Work to complete: All of the data is to be copied word for word.

BEGIN Data

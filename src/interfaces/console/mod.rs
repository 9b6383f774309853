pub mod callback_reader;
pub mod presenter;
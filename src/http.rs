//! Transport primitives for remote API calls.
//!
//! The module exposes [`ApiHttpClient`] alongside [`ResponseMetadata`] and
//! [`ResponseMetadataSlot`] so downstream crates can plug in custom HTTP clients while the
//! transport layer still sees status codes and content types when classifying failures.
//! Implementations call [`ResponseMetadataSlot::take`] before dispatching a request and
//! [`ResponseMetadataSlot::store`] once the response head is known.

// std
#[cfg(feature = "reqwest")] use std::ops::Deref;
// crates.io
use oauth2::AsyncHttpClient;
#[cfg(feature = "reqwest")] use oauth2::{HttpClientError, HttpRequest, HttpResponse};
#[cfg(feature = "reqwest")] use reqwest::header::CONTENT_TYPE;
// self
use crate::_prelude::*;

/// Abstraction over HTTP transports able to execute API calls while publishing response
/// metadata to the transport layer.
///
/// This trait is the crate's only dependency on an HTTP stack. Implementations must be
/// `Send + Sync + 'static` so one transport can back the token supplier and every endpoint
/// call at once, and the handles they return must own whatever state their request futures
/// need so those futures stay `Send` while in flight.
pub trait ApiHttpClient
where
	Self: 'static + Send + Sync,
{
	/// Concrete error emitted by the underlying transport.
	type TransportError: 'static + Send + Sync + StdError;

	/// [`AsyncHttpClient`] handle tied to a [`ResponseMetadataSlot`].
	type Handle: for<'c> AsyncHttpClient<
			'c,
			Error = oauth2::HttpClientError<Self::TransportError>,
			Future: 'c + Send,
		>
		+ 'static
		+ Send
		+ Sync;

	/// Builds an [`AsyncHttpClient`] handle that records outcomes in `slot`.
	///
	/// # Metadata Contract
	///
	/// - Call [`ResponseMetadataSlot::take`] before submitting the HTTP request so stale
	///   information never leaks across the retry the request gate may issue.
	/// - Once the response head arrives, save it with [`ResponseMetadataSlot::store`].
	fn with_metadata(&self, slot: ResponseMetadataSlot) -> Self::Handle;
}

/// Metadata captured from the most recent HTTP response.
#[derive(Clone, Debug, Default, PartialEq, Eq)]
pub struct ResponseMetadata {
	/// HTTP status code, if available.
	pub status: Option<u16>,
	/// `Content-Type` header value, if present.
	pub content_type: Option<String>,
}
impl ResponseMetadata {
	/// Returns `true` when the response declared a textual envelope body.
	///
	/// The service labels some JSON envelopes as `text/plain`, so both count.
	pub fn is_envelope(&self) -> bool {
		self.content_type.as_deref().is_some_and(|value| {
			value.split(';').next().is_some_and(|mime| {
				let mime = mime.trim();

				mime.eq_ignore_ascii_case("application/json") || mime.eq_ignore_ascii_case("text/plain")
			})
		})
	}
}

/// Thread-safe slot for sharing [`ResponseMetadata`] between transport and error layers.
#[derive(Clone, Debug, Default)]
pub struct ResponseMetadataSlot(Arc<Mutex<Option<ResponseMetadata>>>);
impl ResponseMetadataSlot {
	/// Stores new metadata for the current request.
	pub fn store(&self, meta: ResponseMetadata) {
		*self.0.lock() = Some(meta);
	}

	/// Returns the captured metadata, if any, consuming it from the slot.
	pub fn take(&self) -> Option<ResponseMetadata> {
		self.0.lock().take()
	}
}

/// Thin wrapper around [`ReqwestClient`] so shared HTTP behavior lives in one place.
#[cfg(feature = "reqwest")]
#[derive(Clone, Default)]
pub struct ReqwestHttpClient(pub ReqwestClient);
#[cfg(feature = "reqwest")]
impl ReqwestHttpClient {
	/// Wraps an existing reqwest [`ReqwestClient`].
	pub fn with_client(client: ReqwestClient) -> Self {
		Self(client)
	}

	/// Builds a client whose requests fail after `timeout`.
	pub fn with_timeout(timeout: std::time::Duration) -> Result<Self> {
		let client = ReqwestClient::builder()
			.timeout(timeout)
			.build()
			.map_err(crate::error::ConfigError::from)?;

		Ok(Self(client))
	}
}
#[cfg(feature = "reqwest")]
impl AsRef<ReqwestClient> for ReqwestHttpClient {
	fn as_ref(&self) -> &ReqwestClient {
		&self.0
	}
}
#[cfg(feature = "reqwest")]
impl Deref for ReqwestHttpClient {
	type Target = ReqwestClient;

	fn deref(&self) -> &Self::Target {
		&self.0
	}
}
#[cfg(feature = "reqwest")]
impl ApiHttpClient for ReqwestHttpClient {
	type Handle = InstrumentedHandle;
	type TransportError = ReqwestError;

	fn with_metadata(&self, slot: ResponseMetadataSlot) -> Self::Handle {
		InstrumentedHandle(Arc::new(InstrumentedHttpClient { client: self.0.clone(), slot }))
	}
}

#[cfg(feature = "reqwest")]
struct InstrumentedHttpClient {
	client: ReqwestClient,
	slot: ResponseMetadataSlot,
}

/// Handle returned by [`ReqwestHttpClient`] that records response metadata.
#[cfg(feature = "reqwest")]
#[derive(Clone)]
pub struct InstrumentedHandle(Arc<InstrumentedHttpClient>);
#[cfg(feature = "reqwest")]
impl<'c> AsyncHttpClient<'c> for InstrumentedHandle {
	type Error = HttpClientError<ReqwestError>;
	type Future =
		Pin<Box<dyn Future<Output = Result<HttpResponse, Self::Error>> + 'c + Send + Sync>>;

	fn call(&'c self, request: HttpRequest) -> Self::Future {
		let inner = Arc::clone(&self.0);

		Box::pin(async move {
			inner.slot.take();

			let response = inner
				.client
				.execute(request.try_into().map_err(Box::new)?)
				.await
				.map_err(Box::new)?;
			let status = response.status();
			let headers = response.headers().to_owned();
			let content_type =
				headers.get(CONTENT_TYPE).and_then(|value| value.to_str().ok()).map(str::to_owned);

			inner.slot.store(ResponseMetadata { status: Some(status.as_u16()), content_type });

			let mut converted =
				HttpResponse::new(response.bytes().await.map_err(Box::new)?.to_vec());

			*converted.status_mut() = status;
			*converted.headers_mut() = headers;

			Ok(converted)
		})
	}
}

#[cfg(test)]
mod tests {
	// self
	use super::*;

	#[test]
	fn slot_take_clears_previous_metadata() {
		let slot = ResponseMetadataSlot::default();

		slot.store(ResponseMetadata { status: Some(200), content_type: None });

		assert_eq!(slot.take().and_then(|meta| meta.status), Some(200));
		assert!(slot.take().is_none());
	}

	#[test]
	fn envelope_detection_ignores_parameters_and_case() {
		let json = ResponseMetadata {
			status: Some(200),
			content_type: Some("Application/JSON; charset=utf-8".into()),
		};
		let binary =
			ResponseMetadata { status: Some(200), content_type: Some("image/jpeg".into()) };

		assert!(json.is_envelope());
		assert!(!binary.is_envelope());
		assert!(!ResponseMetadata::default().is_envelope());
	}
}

END Data

Output for this exercise:
filename src/interfaces/console/mod.rs
repository 9b6383f774309853
pub mod callback_reader;
pub mod presenter;
filename src/http.rs
//! Transport primitives for remote API calls.
//!
//! The module exposes [`ApiHttpClient`] alongside [`ResponseMetadata`] and
//! [`ResponseMetadataSlot`] so downstream crates can plug in custom HTTP clients while the
//! transport layer still sees status codes and content types when classifying failures.
//! Implementations call [`ResponseMetadataSlot::take`] before dispatching a request and
//! [`ResponseMetadataSlot::store`] once the response head is known.

// std
#[cfg(feature = "reqwest")] use std::ops::Deref;
// crates.io
use oauth2::AsyncHttpClient;
#[cfg(feature = "reqwest")] use oauth2::{HttpClientError, HttpRequest, HttpResponse};
#[cfg(feature = "reqwest")] use reqwest::header::CONTENT_TYPE;
// self
use crate::_prelude::*;

/// Abstraction over HTTP transports able to execute API calls while publishing response
/// metadata to the transport layer.
///
/// This trait is the crate's only dependency on an HTTP stack. Implementations must be
/// `Send + Sync + 'static` so one transport can back the token supplier and every endpoint
/// call at once, and the handles they return must own whatever state their request futures
/// need so those futures stay `Send` while in flight.
pub trait ApiHttpClient
where
	Self: 'static + Send + Sync,
{
	/// Concrete error emitted by the underlying transport.
	type TransportError: 'static + Send + Sync + StdError;

	/// [`AsyncHttpClient`] handle tied to a [`ResponseMetadataSlot`].
	type Handle: for<'c> AsyncHttpClient<
			'c,
			Error = oauth2::HttpClientError<Self::TransportError>,
			Future: 'c + Send,
		>
		+ 'static
		+ Send
		+ Sync;

	/// Builds an [`AsyncHttpClient`] handle that records outcomes in `slot`.
	///
	/// # Metadata Contract
	///
	/// - Call [`ResponseMetadataSlot::take`] before submitting the HTTP request so stale
	///   information never leaks across the retry the request gate may issue.
	/// - Once the response head arrives, save it with [`ResponseMetadataSlot::store`].
	fn with_metadata(&self, slot: ResponseMetadataSlot) -> Self::Handle;
}

/// Metadata captured from the most recent HTTP response.
#[derive(Clone, Debug, Default, PartialEq, Eq)]
pub struct ResponseMetadata {
	/// HTTP status code, if available.
	pub status: Option<u16>,
	/// `Content-Type` header value, if present.
	pub content_type: Option<String>,
}
impl ResponseMetadata {
	/// Returns `true` when the response declared a textual envelope body.
	///
	/// The service labels some JSON envelopes as `text/plain`, so both count.
	pub fn is_envelope(&self) -> bool {
		self.content_type.as_deref().is_some_and(|value| {
			value.split(';').next().is_some_and(|mime| {
				let mime = mime.trim();

				mime.eq_ignore_ascii_case("application/json") || mime.eq_ignore_ascii_case("text/plain")
			})
		})
	}
}

/// Thread-safe slot for sharing [`ResponseMetadata`] between transport and error layers.
#[derive(Clone, Debug, Default)]
pub struct ResponseMetadataSlot(Arc<Mutex<Option<ResponseMetadata>>>);
impl ResponseMetadataSlot {
	/// Stores new metadata for the current request.
	pub fn store(&self, meta: ResponseMetadata) {
		*self.0.lock() = Some(meta);
	}

	/// Returns the captured metadata, if any, consuming it from the slot.
	pub fn take(&self) -> Option<ResponseMetadata> {
		self.0.lock().take()
	}
}

/// Thin wrapper around [`ReqwestClient`] so shared HTTP behavior lives in one place.
#[cfg(feature = "reqwest")]
#[derive(Clone, Default)]
pub struct ReqwestHttpClient(pub ReqwestClient);
#[cfg(feature = "reqwest")]
impl ReqwestHttpClient {
	/// Wraps an existing reqwest [`ReqwestClient`].
	pub fn with_client(client: ReqwestClient) -> Self {
		Self(client)
	}

	/// Builds a client whose requests fail after `timeout`.
	pub fn with_timeout(timeout: std::time::Duration) -> Result<Self> {
		let client = ReqwestClient::builder()
			.timeout(timeout)
			.build()
			.map_err(crate::error::ConfigError::from)?;

		Ok(Self(client))
	}
}
#[cfg(feature = "reqwest")]
impl AsRef<ReqwestClient> for ReqwestHttpClient {
	fn as_ref(&self) -> &ReqwestClient {
		&self.0
	}
}
#[cfg(feature = "reqwest")]
impl Deref for ReqwestHttpClient {
	type Target = ReqwestClient;

	fn deref(&self) -> &Self::Target {
		&self.0
	}
}
#[cfg(feature = "reqwest")]
impl ApiHttpClient for ReqwestHttpClient {
	type Handle = InstrumentedHandle;
	type TransportError = ReqwestError;

	fn with_metadata(&self, slot: ResponseMetadataSlot) -> Self::Handle {
		InstrumentedHandle(Arc::new(InstrumentedHttpClient { client: self.0.clone(), slot }))
	}
}

#[cfg(feature = "reqwest")]
struct InstrumentedHttpClient {
	client: ReqwestClient,
	slot: ResponseMetadataSlot,
}

/// Handle returned by [`ReqwestHttpClient`] that records response metadata.
#[cfg(feature = "reqwest")]
#[derive(Clone)]
pub struct InstrumentedHandle(Arc<InstrumentedHttpClient>);
#[cfg(feature = "reqwest")]
impl<'c> AsyncHttpClient<'c> for InstrumentedHandle {
	type Error = HttpClientError<ReqwestError>;
	type Future =
		Pin<Box<dyn Future<Output = Result<HttpResponse, Self::Error>> + 'c + Send + Sync>>;

	fn call(&'c self, request: HttpRequest) -> Self::Future {
		let inner = Arc::clone(&self.0);

		Box::pin(async move {
			inner.slot.take();

			let response = inner
				.client
				.execute(request.try_into().map_err(Box::new)?)
				.await
				.map_err(Box::new)?;
			let status = response.status();
			let headers = response.headers().to_owned();
			let content_type =
				headers.get(CONTENT_TYPE).and_then(|value| value.to_str().ok()).map(str::to_owned);

			inner.slot.store(ResponseMetadata { status: Some(status.as_u16()), content_type });

			let mut converted =
				HttpResponse::new(response.bytes().await.map_err(Box::new)?.to_vec());

			*converted.status_mut() = status;
			*converted.headers_mut() = headers;

			Ok(converted)
		})
	}
}

#[cfg(test)]
mod tests {
	// self
	use super::*;

	#[test]
	fn slot_take_clears_previous_metadata() {
		let slot = ResponseMetadataSlot::default();

		slot.store(ResponseMetadata { status: Some(200), content_type: None });

		assert_eq!(slot.take().and_then(|meta| meta.status), Some(200));
		assert!(slot.take().is_none());
	}

	#[test]
	fn envelope_detection_ignores_parameters_and_case() {
		let json = ResponseMetadata {
			status: Some(200),
			content_type: Some("Application/JSON; charset=utf-8".into()),
		};
		let binary =
			ResponseMetadata { status: Some(200), content_type: Some("image/jpeg".into()) };

		assert!(json.is_envelope());
		assert!(!binary.is_envelope());
		assert!(!ResponseMetadata::default().is_envelope());
	}
}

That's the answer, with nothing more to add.